> [TASK ITEM] Transcribe exactly the lines that begin the material and continue through the line containing "that failed validation.". Leave out whatever follows.

> [SUPPLIED INFORMATION]
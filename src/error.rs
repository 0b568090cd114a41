//! Error types for the Stratum deployment engine.
//!
//! This module provides the error hierarchy for every stage of a deployment:
//! reading desired state, building a plan, calling providers, applying steps,
//! and persisting checkpoints.

use std::fmt;
use std::path::PathBuf;
use thiserror::Error;

use crate::planner::StepOp;
use crate::resource::Urn;

/// The main error type for the Stratum deployment engine.
#[derive(Debug, Error)]
pub enum StratumError {
    /// Configuration and desired-state errors.
    #[error("Configuration error: {0}")]
    Config(#[from] ConfigError),

    /// Checkpoint persistence errors.
    #[error("State error: {0}")]
    State(#[from] StateError),

    /// Resource provider errors.
    #[error("Provider error: {0}")]
    Provider(#[from] ProviderError),

    /// Planning errors.
    #[error("Planning error: {0}")]
    Plan(#[from] PlanError),

    /// Plan application errors.
    #[error("Apply error: {0}")]
    Apply(#[from] ApplyError),

    /// IO errors.
    #[error("IO error: {0}")]
    Io(#[from] std::io::Error),

    /// Generic internal error.
    #[error("Internal error: {0}")]
    Internal(String),
}

/// Configuration and desired-state errors.
#[derive(Debug, Error)]
pub enum ConfigError {
    /// The desired-state file was not found.
    #[error("Desired state file not found: {path}")]
    FileNotFound {
        /// Path to the missing file.
        path: PathBuf,
    },

    /// A file could not be parsed.
    #[error("Failed to parse configuration: {message}")]
    ParseError {
        /// Description of the parse error.
        message: String,
        /// Optional source location.
        location: Option<String>,
    },

    /// Validation failed.
    #[error("Configuration validation failed: {message}")]
    ValidationError {
        /// Description of the validation error.
        message: String,
        /// Field that failed validation.
        field: Option<String>,
    },

    /// No environment was named and none is selected in the workspace.
    #[error("Missing environment name (and no current environment is selected)")]
    MissingEnvironment,
}

/// Checkpoint persistence errors.
#[derive(Debug, Error)]
pub enum StateError {
    /// No envfile exists for the environment.
    #[error("Environment '{name}' does not exist (no envfile at {path})")]
    NotFound {
        /// Environment name.
        name: String,
        /// Path that was looked up.
        path: PathBuf,
    },

    /// The file extension does not map to a known encoding.
    #[error("Unsupported envfile format '{extension}' (expected .json, .yaml or .yml)")]
    UnsupportedFormat {
        /// The offending extension.
        extension: String,
    },

    /// The target file exists and overwriting was not allowed.
    #[error("File '{path}' already exists")]
    AlreadyExists {
        /// Path of the existing file.
        path: PathBuf,
    },

    /// The envfile could not be decoded or failed validation.
    #[error("Could not read deployment from {path}: {message}")]
    Corrupted {
        /// Path of the corrupted file.
        path: PathBuf,
        /// Description of the decode failure.
        message: String,
    },

    /// The envfile could not be encoded.
    #[error("State serialization error: {message}")]
    SerializationError {
        /// Description of the serialization error.
        message: String,
    },

    /// A filesystem operation failed.
    #[error("IO error on {path}: {message}")]
    Io {
        /// Path involved in the failed operation.
        path: PathBuf,
        /// Description of the IO error.
        message: String,
    },
}

/// What a provider knows about a resource after a failed call.
#[derive(Debug, Clone, Copy, PartialEq, Eq, serde::Serialize)]
#[serde(rename_all = "lowercase")]
pub enum ResourceStatus {
    /// The call failed but the resource is in a known, recoverable state.
    Ok,
    /// The call failed and the remote state of the resource is unknowable.
    Unknown,
}

/// An error reported by a resource provider.
#[derive(Debug, Clone, Error)]
#[error("{message}")]
pub struct ProviderError {
    /// Description of the failure.
    pub message: String,
    /// State the resource was left in.
    pub status: ResourceStatus,
}

/// A single property-level failure reported by a provider's `check`.
#[derive(Debug, Clone, PartialEq, Eq)]
pub struct CheckFailure {
    /// Property that failed.
    pub property: String,
    /// Why it failed.
    pub reason: String,
}

/// Planning errors.
#[derive(Debug, Error)]
pub enum PlanError {
    /// No provider is registered for a resource type.
    #[error("No provider registered for resource type '{type_token}'")]
    MissingProvider {
        /// The unserved type token.
        type_token: String,
    },

    /// The same URN appears twice in a snapshot.
    #[error("Duplicate resource URN in snapshot: {urn}")]
    DuplicateUrn {
        /// The duplicated URN.
        urn: Urn,
    },

    /// A provider rejected the desired properties of a resource.
    #[error("Resource {urn} failed provider checks: {}", format_failures(.failures))]
    CheckFailed {
        /// Resource that failed.
        urn: Urn,
        /// Every property-level failure.
        failures: Vec<CheckFailure>,
    },

    /// A provider call made while planning failed.
    #[error("Provider call for {urn} failed while planning: {source}")]
    ProviderFailed {
        /// Resource being planned.
        urn: Urn,
        /// Underlying provider error.
        #[source]
        source: ProviderError,
    },
}

/// Plan application errors.
#[derive(Debug, Error)]
pub enum ApplyError {
    /// A step's provider call failed.
    #[error("Step #{step} [{op}] for {urn} failed ({status}): {message}")]
    StepFailed {
        /// One-based step number.
        step: usize,
        /// Operation of the failed step.
        op: StepOp,
        /// Resource the step acted on.
        urn: Urn,
        /// State the resource was left in.
        status: ResourceStatus,
        /// Provider message.
        message: String,
    },
}

/// Result type alias for Stratum operations.
pub type Result<T> = std::result::Result<T, StratumError>;

fn format_failures(failures: &[CheckFailure]) -> String {
    failures
        .iter()
        .map(|f| format!("{}: {}", f.property, f.reason))
        .collect::<Vec<_>>()
        .join("; ")
}

impl StratumError {
    /// Creates a new internal error with the given message.
    #[must_use]
    pub fn internal(message: impl Into<String>) -> Self {
        Self::Internal(message.into())
    }

    /// Returns true if this error may have left resources in an unknown state.
    #[must_use]
    pub const fn is_catastrophic(&self) -> bool {
        matches!(
            self,
            Self::Apply(ApplyError::StepFailed {
                status: ResourceStatus::Unknown,
                ..
            }) | Self::Provider(ProviderError {
                status: ResourceStatus::Unknown,
                ..
            })
        )
    }
}

impl ConfigError {
    /// Creates a validation error for a specific field.
    #[must_use]
    pub fn validation(message: impl Into<String>, field: impl Into<String>) -> Self {
        Self::ValidationError {
            message: message.into(),
            field: Some(field.into()),
        }
    }

    /// Creates a validation error without a specific field.
    #[must_use]
    pub fn validation_general(message: impl Into<String>) -> Self {
        Self::ValidationError {
            message: message.into(),
            field: None,
        }
    }
}

impl StateError {
    /// Creates an IO error tagged with the path it concerns.
    #[must_use]
    pub fn io(path: impl Into<PathBuf>, err: &std::io::Error) -> Self {
        Self::Io {
            path: path.into(),
            message: err.to_string(),
        }
    }

    /// Creates a corruption error for a file.
    #[must_use]
    pub fn corrupted(path: impl Into<PathBuf>, message: impl Into<String>) -> Self {
        Self::Corrupted {
            path: path.into(),
            message: message.into(),
        }
    }

    /// Creates a serialization error with the given message.
    #[must_use]
    pub fn serialization(message: impl Into<String>) -> Self {
        Self::SerializationError {
            message: message.into(),
        }
    }
}

impl ProviderError {
    /// A failure that left the resource in a known-good state.
    #[must_use]
    pub fn recoverable(message: impl Into<String>) -> Self {
        Self {
            message: message.into(),
            status: ResourceStatus::Ok,
        }
    }

    /// A failure after which the resource's remote state is unknown.
    #[must_use]
    pub fn catastrophic(message: impl Into<String>) -> Self {
        Self {
            message: message.into(),
            status: ResourceStatus::Unknown,
        }
    }
}

impl fmt::Display for ResourceStatus {
    fn fmt(&self, f: &mut fmt::Formatter<'_>) -> fmt::Result {
        match self {
            Self::Ok => write!(f, "ok"),
            Self::Unknown => write!(f, "unknown"),
        }
    }
}
//! Lookup of providers by type token package.

use std::collections::HashMap;
use std::fmt;
use std::sync::Arc;

use crate::error::{PlanError, Result};
use crate::resource::TypeToken;

use super::Provider;

/// Maps type-token packages (`aws`, `local`, ...) to providers.
#[derive(Default, Clone)]
pub struct ProviderRegistry {
    providers: HashMap<String, Arc<dyn Provider>>,
}

impl ProviderRegistry {
    /// Creates an empty registry.
    #[must_use]
    pub fn new() -> Self {
        Self::default()
    }

    /// Registers a provider for a package, replacing any previous one.
    #[must_use]
    pub fn with_provider(mut self, package: impl Into<String>, provider: Arc<dyn Provider>) -> Self {
        self.register(package, provider);
        self
    }

    /// Registers a provider for a package, replacing any previous one.
    pub fn register(&mut self, package: impl Into<String>, provider: Arc<dyn Provider>) {
        self.providers.insert(package.into(), provider);
    }

    /// Finds the provider serving a type.
    ///
    /// # Errors
    ///
    /// Returns [`PlanError::MissingProvider`] if no provider serves the package.
    pub fn provider_for(&self, type_token: &TypeToken) -> Result<&Arc<dyn Provider>> {
        self.providers.get(type_token.package()).ok_or_else(|| {
            PlanError::MissingProvider {
                type_token: type_token.to_string(),
            }
            .into()
        })
    }

    /// Registered package names, sorted.
    #[must_use]
    pub fn packages(&self) -> Vec<&str> {
        let mut names: Vec<&str> = self.providers.keys().map(String::as_str).collect();
        names.sort_unstable();
        names
    }
}

impl fmt::Debug for ProviderRegistry {
    fn fmt(&self, f: &mut fmt::Formatter<'_>) -> fmt::Result {
        f.debug_struct("ProviderRegistry")
            .field("packages", &self.packages())
            .finish()
    }
}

> [SOLUTION TO THIS PROBLEM]
filename src/error.rs
repository 0b568090cd114a41
//! Error types for the Stratum deployment engine.
//!
//! This module provides the error hierarchy for every stage of a deployment:
//! reading desired state, building a plan, calling providers, applying steps,
//! and persisting checkpoints.

use std::fmt;
use std::path::PathBuf;
use thiserror::Error;

use crate::planner::StepOp;
use crate::resource::Urn;

/// The main error type for the Stratum deployment engine.
#[derive(Debug, Error)]
pub enum StratumError {
    /// Configuration and desired-state errors.
    #[error("Configuration error: {0}")]
    Config(#[from] ConfigError),

    /// Checkpoint persistence errors.
    #[error("State error: {0}")]
    State(#[from] StateError),

    /// Resource provider errors.
    #[error("Provider error: {0}")]
    Provider(#[from] ProviderError),

    /// Planning errors.
    #[error("Planning error: {0}")]
    Plan(#[from] PlanError),

    /// Plan application errors.
    #[error("Apply error: {0}")]
    Apply(#[from] ApplyError),

    /// IO errors.
    #[error("IO error: {0}")]
    Io(#[from] std::io::Error),

    /// Generic internal error.
    #[error("Internal error: {0}")]
    Internal(String),
}

/// Configuration and desired-state errors.
#[derive(Debug, Error)]
pub enum ConfigError {
    /// The desired-state file was not found.
    #[error("Desired state file not found: {path}")]
    FileNotFound {
        /// Path to the missing file.
        path: PathBuf,
    },

    /// A file could not be parsed.
    #[error("Failed to parse configuration: {message}")]
    ParseError {
        /// Description of the parse error.
        message: String,
        /// Optional source location.
        location: Option<String>,
    },

    /// Validation failed.
    #[error("Configuration validation failed: {message}")]
    ValidationError {
        /// Description of the validation error.
        message: String,
        /// Field that failed validation.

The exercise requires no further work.